そのほうが、関係にも自分にも優しい形になりやすい気がするんですよね。
そもそも・・・
いくら正解があったとしても、あなたの思いがなければ、相手には何も伝わりません。
正解の精度だけでは、関係性の前進はない。
今日、この記事を読まれているあなたがそこにいることや、
僕のセッションルームにお越しいただいた”あなた”がいることが、
何よりも大切で欠かすことができない”正解”なのだと思っています。
僕の仕事は、そのあなたの思いを翻訳し、できるだけ伝わりやすい形で届ける”翻訳者”のようなものだと思っていますよ。
最後に
もし今、必死で相手のことを考えてきたのに、それがうまく伝わらなかった、という経験をされた方がいたら、こう考えてみてはどうでしょう?
あのときの、あなたの正解にも、価値があった。
ただ、仕組みとして、それが伝わらない構図があった。
その構図を超えて、あなたの思いを届ける方法が他にあっただけ、だと。
だから、あのとき、正解を渡せなかった自分を、どうか裁かないであげてほしいと思います。
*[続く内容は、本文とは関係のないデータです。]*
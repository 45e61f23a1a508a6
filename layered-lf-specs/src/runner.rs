//! Runs fixtures through a heuristic set and checks their expectations.

use layered_reports::{HeuristicSet, Polarity};

use crate::failures::{ExpectedFailures, FailureState, HarnessResult};
use crate::fixture::LabelFixture;
use crate::formatter::{format_failure, format_summary};

/// How one expectation fared.
#[derive(Debug, Clone, PartialEq, Eq)]
pub enum CheckOutcome {
    Passed,
    /// The heuristic produced a different label.
    Mismatch { actual: Polarity },
    /// The heuristic failed on this document.
    Errored { message: String },
    /// No heuristic with this name is registered.
    UnknownHeuristic,
}

impl CheckOutcome {
    pub fn passed(&self) -> bool {
        *self == CheckOutcome::Passed
    }
}

/// One `[expect]` entry and its outcome.
#[derive(Debug, Clone)]
pub struct ExpectationCheck {
    pub heuristic: String,
    pub expected: Polarity,
    pub outcome: CheckOutcome,
}

/// Every expectation of one fixture, in `[expect]` order.
#[derive(Debug, Clone)]
pub struct FixtureReport {
    pub fixture: String,
    pub checks: Vec<ExpectationCheck>,
}

impl FixtureReport {
    pub fn failures(&self) -> impl Iterator<Item = &ExpectationCheck> {
        self.checks.iter().filter(|c| !c.outcome.passed())
    }
}

/// Label a fixture's document and compare against its expectations.
pub fn run_fixture(name: &str, fixture: &LabelFixture, set: &HeuristicSet) -> FixtureReport {
    let row = set.label_document(&fixture.document(name));

    let checks = fixture
        .expect
        .iter()
        .map(|(heuristic, &expected)| {
            let outcome = match row.get(heuristic).map(|o| &o.result) {
                None => CheckOutcome::UnknownHeuristic,
                Some(Ok(actual)) if *actual == expected => CheckOutcome::Passed,
                Some(Ok(actual)) => CheckOutcome::Mismatch { actual: *actual },
                Some(Err(e)) => CheckOutcome::Errored {
                    message: e.to_string(),
                },
            };
            ExpectationCheck {
                heuristic: heuristic.clone(),
                expected,
                outcome,
            }
        })
        .collect();

    FixtureReport {
        fixture: name.to_string(),
        checks,
    }
}

/// Run every fixture, classifying failures against the expected-failures list.
///
/// Returns the tallies and the formatted report (failures and per-fixture
/// summaries).
pub fn run_harness(
    fixtures: &[(String, LabelFixture)],
    set: &HeuristicSet,
    expected: &ExpectedFailures,
) -> (HarnessResult, String) {
    let mut result = HarnessResult::new();
    let mut output = String::new();

    for (name, fixture) in fixtures {
        let report = run_fixture(name, fixture, set);
        let mut fixture_tally = HarnessResult::new();

        for check in &report.checks {
            let state = expected.is_expected(name, &check.heuristic);
            if check.outcome.passed() {
                if state != FailureState::Regression {
                    tracing::info!(
                        fixture = name.as_str(),
                        heuristic = check.heuristic.as_str(),
                        "expected failure now passes"
                    );
                }
                fixture_tally.record_pass(state);
            } else {
                fixture_tally.record_failure(state);
                output.push_str(&format_failure(name, fixture, check, state));
            }
        }

        output.push_str(&format_summary(
            name,
            fixture_tally.passed,
            fixture_tally.total - fixture_tally.passed,
            fixture_tally.expected_failures,
            fixture_tally.regressions,
        ));

        result.total += fixture_tally.total;
        result.passed += fixture_tally.passed;
        result.expected_failures += fixture_tally.expected_failures;
        result.regressions += fixture_tally.regressions;
        result.fixed += fixture_tally.fixed;
    }

    (result, output)
}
そういった立ち位置に立てたとき、あなたは自分を裁かない位置に立てるのかもしれません。
僕がセッションの中で
「あなたは、あのとき、あなたなりの正解を持っていたのではないでしょうか」
とお聞きする理由はここにあります。
愛ある人ほど、正解を渡せなかった自分を裁く。
そんな自分を、どの立ち位置で見るのかは、きっと今からでも決められます。
今日はそのことだけ、心のどこかに置いておいてもらえたらと思います。